━━━ Extracted information

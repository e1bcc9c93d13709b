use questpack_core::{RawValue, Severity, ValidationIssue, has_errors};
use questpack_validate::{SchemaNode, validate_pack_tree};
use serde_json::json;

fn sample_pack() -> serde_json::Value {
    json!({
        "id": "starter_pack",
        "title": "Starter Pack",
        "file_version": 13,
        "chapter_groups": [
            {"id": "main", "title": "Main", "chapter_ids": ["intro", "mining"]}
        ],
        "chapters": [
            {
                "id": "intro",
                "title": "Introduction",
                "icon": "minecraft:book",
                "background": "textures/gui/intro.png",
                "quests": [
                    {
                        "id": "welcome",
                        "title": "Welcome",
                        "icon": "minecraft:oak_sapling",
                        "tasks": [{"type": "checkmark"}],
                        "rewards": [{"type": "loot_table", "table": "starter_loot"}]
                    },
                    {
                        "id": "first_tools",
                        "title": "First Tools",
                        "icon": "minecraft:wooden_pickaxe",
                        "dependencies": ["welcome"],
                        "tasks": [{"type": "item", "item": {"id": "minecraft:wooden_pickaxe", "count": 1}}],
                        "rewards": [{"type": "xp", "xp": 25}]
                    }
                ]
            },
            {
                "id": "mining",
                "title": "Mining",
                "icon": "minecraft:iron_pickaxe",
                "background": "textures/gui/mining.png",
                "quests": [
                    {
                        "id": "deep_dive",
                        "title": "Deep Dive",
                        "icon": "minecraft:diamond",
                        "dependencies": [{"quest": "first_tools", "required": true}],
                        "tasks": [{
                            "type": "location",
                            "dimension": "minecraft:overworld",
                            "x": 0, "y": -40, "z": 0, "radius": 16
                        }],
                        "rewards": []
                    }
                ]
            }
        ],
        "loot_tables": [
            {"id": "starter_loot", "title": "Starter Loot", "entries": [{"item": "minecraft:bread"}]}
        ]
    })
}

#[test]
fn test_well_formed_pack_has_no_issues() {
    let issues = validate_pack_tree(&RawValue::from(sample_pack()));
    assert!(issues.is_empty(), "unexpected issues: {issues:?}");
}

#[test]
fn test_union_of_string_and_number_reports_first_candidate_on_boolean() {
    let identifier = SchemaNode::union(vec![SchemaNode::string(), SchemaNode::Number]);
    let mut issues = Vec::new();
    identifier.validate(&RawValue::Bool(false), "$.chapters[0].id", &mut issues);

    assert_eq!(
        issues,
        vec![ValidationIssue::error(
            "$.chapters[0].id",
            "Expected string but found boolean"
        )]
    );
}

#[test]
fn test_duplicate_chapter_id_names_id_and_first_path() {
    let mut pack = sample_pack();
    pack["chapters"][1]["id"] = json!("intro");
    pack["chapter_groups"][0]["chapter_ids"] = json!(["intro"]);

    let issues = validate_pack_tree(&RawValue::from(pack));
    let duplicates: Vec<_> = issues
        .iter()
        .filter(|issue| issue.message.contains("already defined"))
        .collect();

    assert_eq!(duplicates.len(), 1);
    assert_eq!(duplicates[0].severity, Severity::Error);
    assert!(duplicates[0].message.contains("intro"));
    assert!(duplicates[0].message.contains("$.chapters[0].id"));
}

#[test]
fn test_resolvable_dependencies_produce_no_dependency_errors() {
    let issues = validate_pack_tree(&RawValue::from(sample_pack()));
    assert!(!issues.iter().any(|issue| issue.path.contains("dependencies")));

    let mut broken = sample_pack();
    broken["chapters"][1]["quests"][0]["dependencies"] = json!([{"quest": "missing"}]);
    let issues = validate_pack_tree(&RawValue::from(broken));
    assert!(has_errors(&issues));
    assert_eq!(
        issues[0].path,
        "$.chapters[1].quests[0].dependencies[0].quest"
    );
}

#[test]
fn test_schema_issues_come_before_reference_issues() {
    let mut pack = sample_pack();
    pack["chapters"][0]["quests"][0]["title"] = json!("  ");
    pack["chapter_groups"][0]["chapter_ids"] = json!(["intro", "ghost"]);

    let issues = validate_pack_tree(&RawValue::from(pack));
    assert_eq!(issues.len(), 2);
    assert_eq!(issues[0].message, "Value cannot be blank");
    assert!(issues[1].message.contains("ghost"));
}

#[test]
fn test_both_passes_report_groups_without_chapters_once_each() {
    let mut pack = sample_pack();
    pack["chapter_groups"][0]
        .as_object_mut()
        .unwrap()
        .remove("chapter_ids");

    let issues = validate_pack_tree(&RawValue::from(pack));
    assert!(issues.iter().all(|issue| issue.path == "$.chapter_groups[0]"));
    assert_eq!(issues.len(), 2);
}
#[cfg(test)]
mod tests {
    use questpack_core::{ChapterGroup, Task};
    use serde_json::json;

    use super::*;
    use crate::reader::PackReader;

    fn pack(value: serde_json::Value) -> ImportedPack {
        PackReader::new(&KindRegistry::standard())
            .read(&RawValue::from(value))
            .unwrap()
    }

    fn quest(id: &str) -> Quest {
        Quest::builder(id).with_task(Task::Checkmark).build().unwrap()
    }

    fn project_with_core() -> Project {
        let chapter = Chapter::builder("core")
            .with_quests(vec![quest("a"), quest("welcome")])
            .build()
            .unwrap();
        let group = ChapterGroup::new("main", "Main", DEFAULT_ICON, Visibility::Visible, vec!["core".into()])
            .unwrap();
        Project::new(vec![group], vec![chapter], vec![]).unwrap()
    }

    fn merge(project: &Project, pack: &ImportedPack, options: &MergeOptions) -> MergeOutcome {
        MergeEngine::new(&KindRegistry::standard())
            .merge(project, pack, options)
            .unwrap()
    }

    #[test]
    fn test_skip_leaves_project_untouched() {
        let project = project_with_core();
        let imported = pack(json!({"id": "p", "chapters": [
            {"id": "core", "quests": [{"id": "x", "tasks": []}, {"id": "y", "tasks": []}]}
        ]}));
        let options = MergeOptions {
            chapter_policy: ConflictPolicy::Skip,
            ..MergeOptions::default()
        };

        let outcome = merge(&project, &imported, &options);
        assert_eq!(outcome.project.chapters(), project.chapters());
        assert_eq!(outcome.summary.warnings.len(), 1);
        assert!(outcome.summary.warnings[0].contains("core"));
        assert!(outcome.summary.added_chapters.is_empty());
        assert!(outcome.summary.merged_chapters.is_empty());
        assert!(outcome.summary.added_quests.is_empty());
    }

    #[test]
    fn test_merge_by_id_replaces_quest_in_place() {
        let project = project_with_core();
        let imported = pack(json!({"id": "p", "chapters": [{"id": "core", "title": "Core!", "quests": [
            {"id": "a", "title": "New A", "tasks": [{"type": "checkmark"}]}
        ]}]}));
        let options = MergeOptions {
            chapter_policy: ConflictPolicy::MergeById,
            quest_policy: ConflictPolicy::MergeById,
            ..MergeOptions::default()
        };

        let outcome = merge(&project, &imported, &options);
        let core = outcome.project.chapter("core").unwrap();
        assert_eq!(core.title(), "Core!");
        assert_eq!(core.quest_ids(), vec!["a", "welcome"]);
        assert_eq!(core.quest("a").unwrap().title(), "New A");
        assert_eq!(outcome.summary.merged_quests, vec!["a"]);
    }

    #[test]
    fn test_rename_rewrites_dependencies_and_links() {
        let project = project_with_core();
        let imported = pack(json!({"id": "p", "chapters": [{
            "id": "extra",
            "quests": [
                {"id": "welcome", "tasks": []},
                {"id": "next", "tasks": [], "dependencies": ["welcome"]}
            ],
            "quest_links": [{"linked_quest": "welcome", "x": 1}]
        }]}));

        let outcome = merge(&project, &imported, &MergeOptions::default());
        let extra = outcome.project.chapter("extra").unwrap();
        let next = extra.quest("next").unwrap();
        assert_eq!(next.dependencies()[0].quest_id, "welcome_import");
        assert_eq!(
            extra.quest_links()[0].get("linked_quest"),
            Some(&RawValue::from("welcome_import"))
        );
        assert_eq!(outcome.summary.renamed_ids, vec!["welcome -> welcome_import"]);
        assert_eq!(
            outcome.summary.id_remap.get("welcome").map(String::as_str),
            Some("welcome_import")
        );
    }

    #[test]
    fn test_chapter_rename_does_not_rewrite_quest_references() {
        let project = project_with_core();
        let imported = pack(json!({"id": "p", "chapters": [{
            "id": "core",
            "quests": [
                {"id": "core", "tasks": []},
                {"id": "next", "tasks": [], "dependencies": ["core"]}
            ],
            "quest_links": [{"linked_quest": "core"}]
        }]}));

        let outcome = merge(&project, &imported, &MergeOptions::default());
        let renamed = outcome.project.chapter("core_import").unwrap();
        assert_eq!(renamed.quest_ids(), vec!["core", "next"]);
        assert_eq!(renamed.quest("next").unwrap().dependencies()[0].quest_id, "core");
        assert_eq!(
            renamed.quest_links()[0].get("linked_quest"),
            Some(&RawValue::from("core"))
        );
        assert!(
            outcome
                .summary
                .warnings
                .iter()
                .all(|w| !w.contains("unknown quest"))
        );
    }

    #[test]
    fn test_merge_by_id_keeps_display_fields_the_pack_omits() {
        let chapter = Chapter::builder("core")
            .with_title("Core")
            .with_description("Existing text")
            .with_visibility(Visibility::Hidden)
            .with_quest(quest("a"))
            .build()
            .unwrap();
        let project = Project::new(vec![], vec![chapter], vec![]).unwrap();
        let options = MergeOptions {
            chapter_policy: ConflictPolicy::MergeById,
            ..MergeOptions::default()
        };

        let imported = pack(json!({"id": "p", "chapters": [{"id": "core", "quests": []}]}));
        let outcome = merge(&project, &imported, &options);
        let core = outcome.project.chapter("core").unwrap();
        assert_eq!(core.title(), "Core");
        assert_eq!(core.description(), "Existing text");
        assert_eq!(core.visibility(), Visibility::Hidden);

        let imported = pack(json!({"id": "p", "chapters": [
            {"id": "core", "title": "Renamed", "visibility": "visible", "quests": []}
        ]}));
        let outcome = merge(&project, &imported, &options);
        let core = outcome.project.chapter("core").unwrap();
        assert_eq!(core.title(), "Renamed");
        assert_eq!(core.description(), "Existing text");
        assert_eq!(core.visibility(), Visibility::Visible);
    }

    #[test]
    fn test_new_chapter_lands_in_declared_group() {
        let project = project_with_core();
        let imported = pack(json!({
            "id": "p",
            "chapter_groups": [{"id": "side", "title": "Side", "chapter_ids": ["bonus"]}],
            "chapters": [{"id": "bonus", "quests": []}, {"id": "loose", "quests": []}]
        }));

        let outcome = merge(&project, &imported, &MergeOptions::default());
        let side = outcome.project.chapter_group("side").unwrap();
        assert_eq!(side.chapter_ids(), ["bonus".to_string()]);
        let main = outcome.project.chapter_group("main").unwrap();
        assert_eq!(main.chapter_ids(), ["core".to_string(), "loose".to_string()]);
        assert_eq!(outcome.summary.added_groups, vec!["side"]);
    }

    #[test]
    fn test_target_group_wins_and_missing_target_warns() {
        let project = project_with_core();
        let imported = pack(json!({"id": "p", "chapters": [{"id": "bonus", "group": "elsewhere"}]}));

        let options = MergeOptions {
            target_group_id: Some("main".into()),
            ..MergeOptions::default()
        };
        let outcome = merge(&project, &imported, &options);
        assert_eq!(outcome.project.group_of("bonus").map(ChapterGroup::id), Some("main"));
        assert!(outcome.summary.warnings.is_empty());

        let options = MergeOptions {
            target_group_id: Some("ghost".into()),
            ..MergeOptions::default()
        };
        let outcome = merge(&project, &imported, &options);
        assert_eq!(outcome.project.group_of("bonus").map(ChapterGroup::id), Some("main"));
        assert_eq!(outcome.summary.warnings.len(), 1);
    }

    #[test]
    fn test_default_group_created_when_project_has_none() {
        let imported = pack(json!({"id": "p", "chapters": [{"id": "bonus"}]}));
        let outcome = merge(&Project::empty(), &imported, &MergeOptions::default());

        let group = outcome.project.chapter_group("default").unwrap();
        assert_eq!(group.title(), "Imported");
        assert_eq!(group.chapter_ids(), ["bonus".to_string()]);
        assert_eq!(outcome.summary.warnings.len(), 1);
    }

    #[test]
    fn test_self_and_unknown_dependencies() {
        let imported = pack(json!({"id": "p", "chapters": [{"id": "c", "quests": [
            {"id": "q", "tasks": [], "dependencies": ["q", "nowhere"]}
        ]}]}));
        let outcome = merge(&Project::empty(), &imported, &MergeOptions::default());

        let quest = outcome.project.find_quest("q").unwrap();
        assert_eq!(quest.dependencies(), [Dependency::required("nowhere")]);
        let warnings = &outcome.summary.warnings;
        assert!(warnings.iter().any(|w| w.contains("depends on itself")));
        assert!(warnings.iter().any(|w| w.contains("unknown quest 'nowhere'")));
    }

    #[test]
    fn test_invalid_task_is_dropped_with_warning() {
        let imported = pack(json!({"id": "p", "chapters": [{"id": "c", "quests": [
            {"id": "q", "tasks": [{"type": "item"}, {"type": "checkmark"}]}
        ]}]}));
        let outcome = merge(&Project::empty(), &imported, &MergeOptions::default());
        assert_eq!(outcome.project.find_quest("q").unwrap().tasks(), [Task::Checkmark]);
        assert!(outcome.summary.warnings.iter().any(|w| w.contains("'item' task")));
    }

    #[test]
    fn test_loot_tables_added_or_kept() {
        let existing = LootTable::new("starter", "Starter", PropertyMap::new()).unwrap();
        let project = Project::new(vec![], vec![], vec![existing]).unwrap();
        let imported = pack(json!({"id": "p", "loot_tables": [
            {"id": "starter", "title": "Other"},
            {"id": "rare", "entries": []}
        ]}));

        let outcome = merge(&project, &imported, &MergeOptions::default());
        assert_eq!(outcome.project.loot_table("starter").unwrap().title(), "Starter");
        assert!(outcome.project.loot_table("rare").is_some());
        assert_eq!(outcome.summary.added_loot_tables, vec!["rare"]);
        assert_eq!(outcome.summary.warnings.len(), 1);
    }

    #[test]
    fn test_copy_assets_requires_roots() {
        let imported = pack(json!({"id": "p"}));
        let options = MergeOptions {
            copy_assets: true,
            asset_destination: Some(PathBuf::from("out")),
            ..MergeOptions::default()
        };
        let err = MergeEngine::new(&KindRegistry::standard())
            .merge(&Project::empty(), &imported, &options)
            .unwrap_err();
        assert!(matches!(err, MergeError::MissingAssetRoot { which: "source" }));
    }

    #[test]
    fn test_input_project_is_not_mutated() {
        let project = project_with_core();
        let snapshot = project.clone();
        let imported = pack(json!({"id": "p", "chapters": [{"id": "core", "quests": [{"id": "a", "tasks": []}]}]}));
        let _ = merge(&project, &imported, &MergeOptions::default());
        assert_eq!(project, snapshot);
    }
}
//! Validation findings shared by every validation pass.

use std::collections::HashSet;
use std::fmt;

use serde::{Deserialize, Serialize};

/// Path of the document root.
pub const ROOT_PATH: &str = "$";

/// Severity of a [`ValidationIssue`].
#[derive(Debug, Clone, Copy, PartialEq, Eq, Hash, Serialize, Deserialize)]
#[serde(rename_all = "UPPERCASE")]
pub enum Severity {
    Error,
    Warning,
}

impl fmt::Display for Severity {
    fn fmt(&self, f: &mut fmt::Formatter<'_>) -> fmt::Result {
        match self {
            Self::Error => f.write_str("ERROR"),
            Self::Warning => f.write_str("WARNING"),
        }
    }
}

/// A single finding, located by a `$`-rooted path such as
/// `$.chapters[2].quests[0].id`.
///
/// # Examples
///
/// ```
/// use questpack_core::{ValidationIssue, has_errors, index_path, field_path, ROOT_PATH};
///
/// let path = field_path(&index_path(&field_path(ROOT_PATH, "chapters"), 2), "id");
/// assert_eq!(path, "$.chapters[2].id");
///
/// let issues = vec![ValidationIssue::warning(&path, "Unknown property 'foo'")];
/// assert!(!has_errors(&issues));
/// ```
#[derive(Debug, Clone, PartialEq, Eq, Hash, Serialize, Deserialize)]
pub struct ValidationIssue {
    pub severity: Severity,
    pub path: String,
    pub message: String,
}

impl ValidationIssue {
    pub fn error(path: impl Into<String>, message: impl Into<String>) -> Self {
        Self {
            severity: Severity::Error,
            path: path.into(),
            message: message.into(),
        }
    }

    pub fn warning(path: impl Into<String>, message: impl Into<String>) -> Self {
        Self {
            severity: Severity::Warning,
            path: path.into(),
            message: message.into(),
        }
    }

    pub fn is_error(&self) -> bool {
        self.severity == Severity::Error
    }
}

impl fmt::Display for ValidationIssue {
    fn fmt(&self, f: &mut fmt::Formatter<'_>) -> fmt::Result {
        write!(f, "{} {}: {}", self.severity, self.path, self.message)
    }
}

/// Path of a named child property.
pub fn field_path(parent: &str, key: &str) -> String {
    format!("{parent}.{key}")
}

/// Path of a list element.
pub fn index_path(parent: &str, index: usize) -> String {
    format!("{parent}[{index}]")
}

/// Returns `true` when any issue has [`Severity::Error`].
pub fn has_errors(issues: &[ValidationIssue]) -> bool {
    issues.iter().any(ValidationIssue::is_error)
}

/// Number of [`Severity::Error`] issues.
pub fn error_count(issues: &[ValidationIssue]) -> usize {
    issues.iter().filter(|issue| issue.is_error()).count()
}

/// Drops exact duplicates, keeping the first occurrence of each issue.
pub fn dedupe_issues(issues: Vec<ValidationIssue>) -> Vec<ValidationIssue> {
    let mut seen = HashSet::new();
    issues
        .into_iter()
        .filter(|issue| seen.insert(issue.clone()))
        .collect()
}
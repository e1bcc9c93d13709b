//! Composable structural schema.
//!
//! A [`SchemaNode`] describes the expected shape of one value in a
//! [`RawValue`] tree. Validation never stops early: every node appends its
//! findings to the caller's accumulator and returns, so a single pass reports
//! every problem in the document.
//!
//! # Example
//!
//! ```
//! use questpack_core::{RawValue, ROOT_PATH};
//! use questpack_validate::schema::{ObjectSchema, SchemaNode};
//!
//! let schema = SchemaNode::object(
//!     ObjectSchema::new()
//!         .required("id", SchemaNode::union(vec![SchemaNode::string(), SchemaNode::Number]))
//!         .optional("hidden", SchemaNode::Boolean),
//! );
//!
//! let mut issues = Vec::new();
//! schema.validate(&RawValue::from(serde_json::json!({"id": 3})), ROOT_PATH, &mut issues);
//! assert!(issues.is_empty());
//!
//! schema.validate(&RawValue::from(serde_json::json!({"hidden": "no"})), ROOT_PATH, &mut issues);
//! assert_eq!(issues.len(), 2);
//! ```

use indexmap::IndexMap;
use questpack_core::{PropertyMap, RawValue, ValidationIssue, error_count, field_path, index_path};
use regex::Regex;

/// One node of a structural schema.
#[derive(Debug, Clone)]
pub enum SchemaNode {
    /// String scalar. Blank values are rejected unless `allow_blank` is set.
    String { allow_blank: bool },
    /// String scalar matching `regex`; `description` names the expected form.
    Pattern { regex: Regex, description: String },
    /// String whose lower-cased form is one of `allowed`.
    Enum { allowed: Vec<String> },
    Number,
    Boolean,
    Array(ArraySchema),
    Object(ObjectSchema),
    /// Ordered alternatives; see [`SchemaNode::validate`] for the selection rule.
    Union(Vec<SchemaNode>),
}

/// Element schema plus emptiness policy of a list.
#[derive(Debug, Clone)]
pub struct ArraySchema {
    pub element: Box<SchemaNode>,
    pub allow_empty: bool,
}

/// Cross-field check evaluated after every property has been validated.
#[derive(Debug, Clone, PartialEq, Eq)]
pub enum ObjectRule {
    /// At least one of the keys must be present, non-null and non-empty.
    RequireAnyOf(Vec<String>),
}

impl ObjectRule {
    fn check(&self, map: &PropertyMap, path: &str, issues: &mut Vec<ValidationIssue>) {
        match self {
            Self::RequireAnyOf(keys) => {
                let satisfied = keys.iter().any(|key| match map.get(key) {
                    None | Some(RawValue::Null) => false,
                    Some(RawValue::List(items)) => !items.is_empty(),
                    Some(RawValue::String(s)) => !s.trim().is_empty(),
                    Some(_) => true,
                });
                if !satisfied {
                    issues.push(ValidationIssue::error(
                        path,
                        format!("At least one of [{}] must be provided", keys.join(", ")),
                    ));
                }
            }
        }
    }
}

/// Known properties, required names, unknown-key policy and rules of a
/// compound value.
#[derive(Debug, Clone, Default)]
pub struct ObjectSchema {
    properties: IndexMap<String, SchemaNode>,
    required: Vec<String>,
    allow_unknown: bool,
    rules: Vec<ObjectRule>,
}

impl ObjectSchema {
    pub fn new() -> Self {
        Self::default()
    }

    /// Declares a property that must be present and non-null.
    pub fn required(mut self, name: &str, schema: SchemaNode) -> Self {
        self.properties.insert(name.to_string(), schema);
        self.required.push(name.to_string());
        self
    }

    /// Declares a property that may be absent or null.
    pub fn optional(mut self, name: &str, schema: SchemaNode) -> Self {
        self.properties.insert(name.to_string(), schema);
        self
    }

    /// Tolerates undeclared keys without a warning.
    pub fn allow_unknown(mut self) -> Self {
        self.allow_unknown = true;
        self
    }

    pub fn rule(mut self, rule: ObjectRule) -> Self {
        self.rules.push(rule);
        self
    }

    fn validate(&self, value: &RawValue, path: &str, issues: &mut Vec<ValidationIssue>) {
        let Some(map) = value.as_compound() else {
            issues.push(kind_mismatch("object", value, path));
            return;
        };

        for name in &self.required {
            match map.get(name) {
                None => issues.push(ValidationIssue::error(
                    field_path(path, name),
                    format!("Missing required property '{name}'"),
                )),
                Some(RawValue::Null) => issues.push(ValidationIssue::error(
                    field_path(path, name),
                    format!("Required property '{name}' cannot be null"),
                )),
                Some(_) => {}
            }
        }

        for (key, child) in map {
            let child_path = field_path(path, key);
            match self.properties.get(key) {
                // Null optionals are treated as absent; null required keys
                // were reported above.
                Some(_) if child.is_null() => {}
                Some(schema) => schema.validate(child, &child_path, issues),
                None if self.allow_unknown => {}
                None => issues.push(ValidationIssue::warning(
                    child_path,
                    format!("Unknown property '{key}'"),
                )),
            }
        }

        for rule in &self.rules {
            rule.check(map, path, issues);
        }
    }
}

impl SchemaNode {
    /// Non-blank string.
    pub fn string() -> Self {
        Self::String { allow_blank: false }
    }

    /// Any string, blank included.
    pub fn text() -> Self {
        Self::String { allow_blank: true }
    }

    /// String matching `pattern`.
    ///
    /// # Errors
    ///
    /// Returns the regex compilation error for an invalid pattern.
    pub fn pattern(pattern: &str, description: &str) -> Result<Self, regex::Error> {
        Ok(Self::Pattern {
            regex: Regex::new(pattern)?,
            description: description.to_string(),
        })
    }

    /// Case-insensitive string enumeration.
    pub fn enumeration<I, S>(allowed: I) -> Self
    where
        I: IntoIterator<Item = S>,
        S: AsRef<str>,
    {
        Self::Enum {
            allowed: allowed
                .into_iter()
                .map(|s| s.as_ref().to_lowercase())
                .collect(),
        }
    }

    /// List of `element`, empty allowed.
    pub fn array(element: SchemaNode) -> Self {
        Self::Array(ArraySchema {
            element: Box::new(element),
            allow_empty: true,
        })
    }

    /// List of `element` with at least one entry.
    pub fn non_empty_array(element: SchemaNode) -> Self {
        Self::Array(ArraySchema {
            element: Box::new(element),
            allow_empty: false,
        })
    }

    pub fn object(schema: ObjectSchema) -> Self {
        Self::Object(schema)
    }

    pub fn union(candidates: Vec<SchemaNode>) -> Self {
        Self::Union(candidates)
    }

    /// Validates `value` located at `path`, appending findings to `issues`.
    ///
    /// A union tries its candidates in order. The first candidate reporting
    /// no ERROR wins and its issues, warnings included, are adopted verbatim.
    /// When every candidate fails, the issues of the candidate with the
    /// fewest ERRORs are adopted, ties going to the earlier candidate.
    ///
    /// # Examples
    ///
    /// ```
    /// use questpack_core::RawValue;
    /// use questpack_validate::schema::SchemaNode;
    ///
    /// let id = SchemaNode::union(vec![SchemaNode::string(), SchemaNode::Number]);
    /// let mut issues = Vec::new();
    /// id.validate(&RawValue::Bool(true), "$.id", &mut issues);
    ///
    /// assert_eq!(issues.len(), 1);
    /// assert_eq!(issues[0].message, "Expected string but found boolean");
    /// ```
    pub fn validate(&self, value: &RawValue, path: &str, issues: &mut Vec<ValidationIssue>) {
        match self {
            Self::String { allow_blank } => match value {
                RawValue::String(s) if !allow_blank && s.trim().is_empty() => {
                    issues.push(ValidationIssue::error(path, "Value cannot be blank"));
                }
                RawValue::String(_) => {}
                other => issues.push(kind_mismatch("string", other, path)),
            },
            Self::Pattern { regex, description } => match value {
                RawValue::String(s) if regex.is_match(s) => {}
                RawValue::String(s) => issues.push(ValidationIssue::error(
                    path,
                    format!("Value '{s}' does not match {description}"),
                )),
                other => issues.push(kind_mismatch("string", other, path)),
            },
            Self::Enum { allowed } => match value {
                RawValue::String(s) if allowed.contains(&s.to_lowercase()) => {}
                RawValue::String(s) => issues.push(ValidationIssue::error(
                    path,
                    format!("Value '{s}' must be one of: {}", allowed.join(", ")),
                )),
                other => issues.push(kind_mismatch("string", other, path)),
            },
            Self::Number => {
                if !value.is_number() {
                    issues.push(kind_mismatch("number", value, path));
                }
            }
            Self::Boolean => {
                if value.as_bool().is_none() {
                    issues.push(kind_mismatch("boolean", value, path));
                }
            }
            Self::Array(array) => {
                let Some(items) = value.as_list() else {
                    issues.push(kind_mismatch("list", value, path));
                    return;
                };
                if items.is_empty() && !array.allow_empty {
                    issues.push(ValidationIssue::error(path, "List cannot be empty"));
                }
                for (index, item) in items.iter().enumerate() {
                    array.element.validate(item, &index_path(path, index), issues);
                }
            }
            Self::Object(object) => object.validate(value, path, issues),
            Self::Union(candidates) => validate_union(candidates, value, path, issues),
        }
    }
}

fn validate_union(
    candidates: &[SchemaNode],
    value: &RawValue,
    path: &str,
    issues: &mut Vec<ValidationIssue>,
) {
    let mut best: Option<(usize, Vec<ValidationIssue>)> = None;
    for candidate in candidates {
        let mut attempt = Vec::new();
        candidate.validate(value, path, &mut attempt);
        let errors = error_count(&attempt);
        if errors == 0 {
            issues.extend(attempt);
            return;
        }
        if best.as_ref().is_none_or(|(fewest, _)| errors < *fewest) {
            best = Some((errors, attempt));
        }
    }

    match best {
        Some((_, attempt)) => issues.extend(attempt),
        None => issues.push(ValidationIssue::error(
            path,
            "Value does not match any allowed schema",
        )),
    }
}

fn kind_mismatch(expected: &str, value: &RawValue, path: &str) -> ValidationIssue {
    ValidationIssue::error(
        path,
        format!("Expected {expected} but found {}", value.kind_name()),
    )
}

━━━━━━

Exercise prompt: Lines above with "extend" in them are the ones to copy.

Answer space:
            issues.extend(attempt);
        Some((_, attempt)) => issues.extend(attempt),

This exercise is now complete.